Market analysis is an assessment of a specific industry, niche, or vertical market. Your market analysis helps you understand your target market and the competitive landscape, as well as where your brand and product fit in. Starting a business with a market analysis ensures you have an easier path to success because it validates your idea and that there's demand in the market and people willing to pay for what you have to offer.
Your market analysis also helps you better understand how to promote your products most effectively because it gives you a comprehensive understanding of your audience. If you need to secure funding from external investors or lenders, it shows that you’ve done your research and can demonstrate the viability of your business idea and their investment. Your market analysis is primarily focused on external factors rather than internal analyses. It essentially serves as a gut check for whether or not your business idea can make it.
At minimum, your market analysis should identify the following:
- Who your target customer is
- Where, why, and how they shop
- The size of your target market
- The price people are willing to pay for what you sell
- Your competitors and their strengths and weaknesses
Keep in mind that the market changes, so conducting a market analysis isn’t just for new businesses—established businesses can also use market analysis to validate new product ideas or address challenges.
Here’s a quick market analysis example to demonstrate exactly that: iHeartRaves analyzed the market when the COVID-19 pandemic first hit. The clothing brand sells apparel people wear at music festivals and gatherings—events that slowed down or even halted with the start of the pandemic. As such, the brand needed to pivot. So, it changed promotional tactics and added face masks to its product lineup after conducting a quick analysis to see what opportunities it could pursue.
How to do a market analysis
There are three main steps to completing a market analysis for your ecommerce business:
- Research the industry
- Understand your audience
- Know how you stack up against competitors
Research the industry
Now it’s time to understand the industry as a whole. Researching your chosen industry helps you get a bird’s-eye view of the market landscape.
When researching your particular industry for your market analysis, consider the following:
- Market size. Estimate how many businesses and customers are in your potential industry. A big market could be saturated and require you niche down more specifically, whereas a smaller market could mean there’s lots of opportunity for new businesses.
- Market value. Get insight into how much money the industry generates each year. Lots of consumer spending means there’s plenty of opportunity for you to claim your slice of the pie.
- Market demand. As many as 42% of new business startups fail because of insufficient demand, so it’s essential to validate that people want what you offer before you pursue your idea.
- Market need. Identify gaps in the market and how the existing landscape falls short in those areas.
Here are some reputable places to check for this data:
- US Bureau of Labor Statistics
- North American Industry Classification System
- USAGov data and statistics about the US
- US Census Bureau Census Business Builder
- US Bureau of Labor Statistics consumer price index
- US Department of Commerce Bureau of Economic Analysis
- US Federal Reserve daily interest rates
- Federal Reserve financial data
- Bureau of Economic Analysis gross domestic product
- US Census Bureau Statistics of US Businesses
Understand your audience
Now it’s time to drill deeper into your research and understand your target market—the people behind the demand in your industry. This step involves customer research and segmenting your audience based on shared characteristics.

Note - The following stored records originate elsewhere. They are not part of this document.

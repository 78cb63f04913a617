//! Release manifest (`package.json`) handling.
//!
//! The manifest is parsed as an ordered JSON object so that rewriting it only
//! changes the `version` value; every other field keeps its position and value.

use std::fs;
use std::path::{Path, PathBuf};

use log::debug;
use serde_json::{Map, Value};

use crate::domain::Version;
use crate::error::{ReleaseError, Result};

/// Fixed manifest filename looked up in the invocation directory
pub const MANIFEST_FILE: &str = "package.json";

const VERSION_FIELD: &str = "version";

/// An in-memory copy of the release manifest
#[derive(Debug, Clone)]
pub struct Manifest {
    path: PathBuf,
    fields: Map<String, Value>,
}

impl Manifest {
    /// Read and parse the manifest at `path`.
    ///
    /// # Returns
    /// * `Ok(Manifest)` - The manifest's top-level object
    /// * `Err` - If the file cannot be read, is not JSON, or is not a JSON object
    pub fn load<P: AsRef<Path>>(path: P) -> Result<Self> {
        let path = path.as_ref();
        debug!("reading manifest {}", path.display());

        let content = fs::read_to_string(path)?;
        let fields = Self::parse(&content)?;

        Ok(Manifest {
            path: path.to_path_buf(),
            fields,
        })
    }

    fn parse(content: &str) -> Result<Map<String, Value>> {
        match serde_json::from_str::<Value>(content)? {
            Value::Object(fields) => Ok(fields),
            _ => Err(ReleaseError::manifest(
                "top-level value must be a JSON object",
            )),
        }
    }

    /// The raw `version` string
    pub fn version_text(&self) -> Result<&str> {
        match self.fields.get(VERSION_FIELD) {
            None | Some(Value::Null) => Err(ReleaseError::MissingVersion),
            Some(Value::String(text)) => Ok(text.as_str()),
            Some(other) => Err(ReleaseError::version(format!(
                "\"version\" must be a string, found {}",
                other
            ))),
        }
    }

    /// The `version` field parsed as a three-component version
    pub fn version(&self) -> Result<Version> {
        Version::parse(self.version_text()?)
    }

    /// Replace the `version` value in place, leaving its position untouched
    pub fn set_version(&mut self, version: &Version) {
        self.fields
            .insert(VERSION_FIELD.to_string(), Value::String(version.to_string()));
    }

    /// Serialize with two-space indentation and a trailing newline
    pub fn render(&self) -> Result<String> {
        let mut text = serde_json::to_string_pretty(&self.fields)?;
        text.push('\n');
        Ok(text)
    }

    /// Write the manifest back to the file it was loaded from
    pub fn save(&self) -> Result<()> {
        debug!("writing manifest {}", self.path.display());
        fs::write(&self.path, self.render()?)?;
        Ok(())
    }
}
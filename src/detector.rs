//! CDN detection.
//!
//! The scan runs in a fixed order and stops at the first hit:
//! nameserver signatures, then HTTPS response headers, then plain HTTP
//! response headers. Lookup and request failures end the scan.

use std::fmt;

use tracing::{debug, info};

use crate::dns::NameserverLookup;
use crate::error::{Error, Result};
use crate::http::{HeaderFetch, HeaderSnapshot};
use crate::signatures::{HeaderSignatures, NameserverSignatures};

/// Separator for the joined nameserver list. Never valid inside a hostname.
const NS_SEPARATOR: &str = "::";

#[derive(Debug, Clone, PartialEq, Eq)]
pub enum Outcome {
    Found(String),
    NotFound,
}

impl fmt::Display for Outcome {
    fn fmt(&self, f: &mut fmt::Formatter<'_>) -> fmt::Result {
        match self {
            Outcome::Found(provider) => f.write_str(provider),
            Outcome::NotFound => f.write_str("not found"),
        }
    }
}

pub struct CdnDetector<D, H> {
    resolver: D,
    fetcher: H,
    nameservers: NameserverSignatures,
    headers: HeaderSignatures,
}

impl<D: NameserverLookup, H: HeaderFetch> CdnDetector<D, H> {
    pub fn new(
        resolver: D,
        fetcher: H,
        nameservers: NameserverSignatures,
        headers: HeaderSignatures,
    ) -> Self {
        Self {
            resolver,
            fetcher,
            nameservers,
            headers,
        }
    }

    pub fn detect(&self, hostname: &str) -> Result<Outcome> {
        let hostname = hostname.trim();
        if hostname.is_empty() {
            return Err(Error::Configuration("hostname is empty".to_string()));
        }

        let nameservers = self.resolver.lookup_ns(hostname)?;
        if let Some(provider) = match_nameservers(&nameservers, &self.nameservers) {
            info!(hostname, provider, "matched nameserver signature");
            return Ok(Outcome::Found(provider.to_string()));
        }
        debug!(hostname, "no nameserver match, checking response headers");

        for scheme in ["https", "http"] {
            let url = format!("{}://{}", scheme, hostname);
            let headers = self.fetcher.fetch_headers(&url)?;
            if let Some(provider) = match_headers(&headers, &self.headers) {
                info!(url = %url, provider = %provider, "matched response header");
                return Ok(Outcome::Found(provider));
            }
            debug!(url = %url, "no header match");
        }

        info!(hostname, "no CDN provider matched");
        Ok(Outcome::NotFound)
    }
}

/// Returns the first provider whose pattern occurs in the joined nameserver list.
pub fn match_nameservers<'a>(
    nameservers: &[String],
    signatures: &'a NameserverSignatures,
) -> Option<&'a str> {
    if nameservers.is_empty() {
        return None;
    }
    signatures.find(&nameservers.join(NS_SEPARATOR))
}

/// A non-empty `server` header wins outright and is reported uppercased.
/// Otherwise the first configured key present with a value names the provider.
pub fn match_headers(headers: &HeaderSnapshot, signatures: &HeaderSignatures) -> Option<String> {
    if let Some(server) = headers.get("server").filter(|v| !v.is_empty()) {
        return Some(server.to_uppercase());
    }

    signatures
        .iter()
        .find(|(_, keys)| {
            keys.iter()
                .any(|key| headers.get(key).map_or(false, |v| !v.is_empty()))
        })
        .map(|(provider, _)| provider.to_string())
}
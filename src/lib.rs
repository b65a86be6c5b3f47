//! Identify the CDN in front of a hostname from its NS records and
//! HTTP(S) response headers.

pub mod config;
pub mod detector;
pub mod dns;
pub mod error;
pub mod http;
pub mod signatures;

pub use config::Config;
pub use detector::{match_headers, match_nameservers, CdnDetector, Outcome};
pub use dns::{NameserverLookup, SystemResolver};
pub use error::{Error, Result};
pub use http::{HeaderFetch, HeaderSnapshot, MinreqFetcher};
pub use signatures::{HeaderSignatures, NameserverSignatures, SignatureTable};

/// Loads both signature tables, then scans `hostname` with the system
/// resolver and a blocking HTTP client.
pub fn run_cdn_scan(config: &Config, hostname: &str) -> Result<Outcome> {
    if hostname.trim().is_empty() {
        return Err(Error::Configuration("hostname flag is empty".to_string()));
    }

    let (nameservers, headers) = config.load_signatures()?;

    let resolver = SystemResolver::new(config.timeout)?;
    let fetcher = MinreqFetcher::new(config.timeout);

    CdnDetector::new(resolver, fetcher, nameservers, headers).detect(hostname)
}

#[cfg(test)]
mod tests {
    use super::*;

    #[test]
    fn test_empty_hostname_checked_before_config() {
        let config = Config {
            ns_records: "does/not/exist.json".into(),
            ..Config::default()
        };

        match run_cdn_scan(&config, "") {
            Err(Error::Configuration(msg)) => assert!(msg.contains("hostname")),
            other => panic!("unexpected result: {:?}", other),
        }
    }

    #[test]
    fn test_bad_config_fails_before_network() {
        let dir = tempfile::tempdir().unwrap();
        let config = Config {
            ns_records: dir.path().join("ns_records.json"),
            header_keys: dir.path().join("header_keys.json"),
            ..Config::default()
        };
        std::fs::write(&config.ns_records, "[]").unwrap();

        assert!(matches!(
            run_cdn_scan(&config, "example.com"),
            Err(Error::Configuration(_))
        ));
    }
}
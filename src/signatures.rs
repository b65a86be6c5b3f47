//! Provider signature tables.
//!
//! Both tables are JSON objects mapping a provider name to an array of
//! strings. Provider order is the order of keys in the file and is the
//! tie-break order used during detection.

use std::fs;
use std::path::Path;

use regex::Regex;
use serde_json::Value;
use tracing::debug;

use crate::error::{Error, Result};

#[derive(Debug, Clone, Default, PartialEq, Eq)]
pub struct SignatureTable {
    entries: Vec<(String, Vec<String>)>,
}

impl SignatureTable {
    pub fn load(path: &Path) -> Result<Self> {
        let content = fs::read_to_string(path).map_err(|e| {
            Error::Configuration(format!("could not read `{}`: {}", path.display(), e))
        })?;

        let table = Self::from_json_str(&content).map_err(|e| match e {
            Error::Configuration(msg) => {
                Error::Configuration(format!("could not parse `{}`: {}", path.display(), msg))
            }
            other => other,
        })?;

        debug!(path = %path.display(), providers = table.len(), "loaded signature table");
        Ok(table)
    }

    pub fn from_json_str(content: &str) -> Result<Self> {
        let value: Value =
            serde_json::from_str(content).map_err(|e| Error::Configuration(e.to_string()))?;

        let object = match value {
            Value::Object(object) => object,
            _ => return Err(Error::Configuration("expected a JSON object".to_string())),
        };

        let mut entries = Vec::with_capacity(object.len());
        for (provider, signatures) in object {
            let signatures = match signatures {
                Value::Array(items) => items
                    .into_iter()
                    .map(|item| match item {
                        Value::String(s) => Ok(s),
                        other => Err(Error::Configuration(format!(
                            "provider `{}` has a non-string signature: {}",
                            provider, other
                        ))),
                    })
                    .collect::<Result<Vec<_>>>()?,
                other => {
                    return Err(Error::Configuration(format!(
                        "provider `{}` must map to an array of strings, got {}",
                        provider, other
                    )))
                }
            };
            entries.push((provider, signatures));
        }

        Ok(Self { entries })
    }

    pub fn iter(&self) -> impl Iterator<Item = (&str, &[String])> {
        self.entries
            .iter()
            .map(|(provider, signatures)| (provider.as_str(), signatures.as_slice()))
    }

    pub fn len(&self) -> usize {
        self.entries.len()
    }

    pub fn is_empty(&self) -> bool {
        self.entries.is_empty()
    }
}

/// Nameserver signatures compiled into one alternation pattern per provider.
#[derive(Debug, Clone)]
pub struct NameserverSignatures {
    patterns: Vec<(String, Regex)>,
}

impl NameserverSignatures {
    pub fn compile(table: &SignatureTable) -> Result<Self> {
        let mut patterns = Vec::with_capacity(table.len());

        for (provider, signatures) in table.iter() {
            // An empty alternation would match every input.
            if signatures.is_empty() {
                debug!(provider, "skipping provider without nameserver signatures");
                continue;
            }

            let regex = Regex::new(&signatures.join("|")).map_err(|e| {
                Error::Configuration(format!(
                    "invalid nameserver signature for `{}`: {}",
                    provider, e
                ))
            })?;
            patterns.push((provider.to_string(), regex));
        }

        Ok(Self { patterns })
    }

    pub fn load(path: &Path) -> Result<Self> {
        let table = SignatureTable::load(path)?;
        Self::compile(&table).map_err(|e| match e {
            Error::Configuration(msg) => {
                Error::Configuration(format!("`{}`: {}", path.display(), msg))
            }
            other => other,
        })
    }

    /// Returns the first provider whose pattern matches anywhere in `haystack`.
    pub fn find(&self, haystack: &str) -> Option<&str> {
        self.patterns
            .iter()
            .find(|(_, regex)| regex.is_match(haystack))
            .map(|(provider, _)| provider.as_str())
    }
}

/// Header keys per provider, lowercased for case-insensitive lookup.
#[derive(Debug, Clone, Default)]
pub struct HeaderSignatures {
    keys: Vec<(String, Vec<String>)>,
}

impl HeaderSignatures {
    pub fn new(table: &SignatureTable) -> Self {
        let keys = table
            .iter()
            .map(|(provider, keys)| {
                (
                    provider.to_string(),
                    keys.iter().map(|k| k.to_ascii_lowercase()).collect(),
                )
            })
            .collect();

        Self { keys }
    }

    pub fn load(path: &Path) -> Result<Self> {
        Ok(Self::new(&SignatureTable::load(path)?))
    }

    pub fn iter(&self) -> impl Iterator<Item = (&str, &[String])> {
        self.keys
            .iter()
            .map(|(provider, keys)| (provider.as_str(), keys.as_slice()))
    }
}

When researching your potential audience, you want to know the following:
- How old they are
- Where they live
- Where they work, what they do, and how much they make
- Where and how they shop
- What they buy, and how much money they spend
- What technology they use
- How they interact with brands
- Their current market perceptions
- Their pain points and challenges
Audience research involves both internal and external sources. If you have an existing audience, you can tap them for valuable insights. Run surveys and questionnaires to get their thoughts, and pursue more thorough and in-depth interviews with individuals who exemplify your target customer. If you don’t already have an audience you can leverage, you might invest in focus groups for your own research purposes.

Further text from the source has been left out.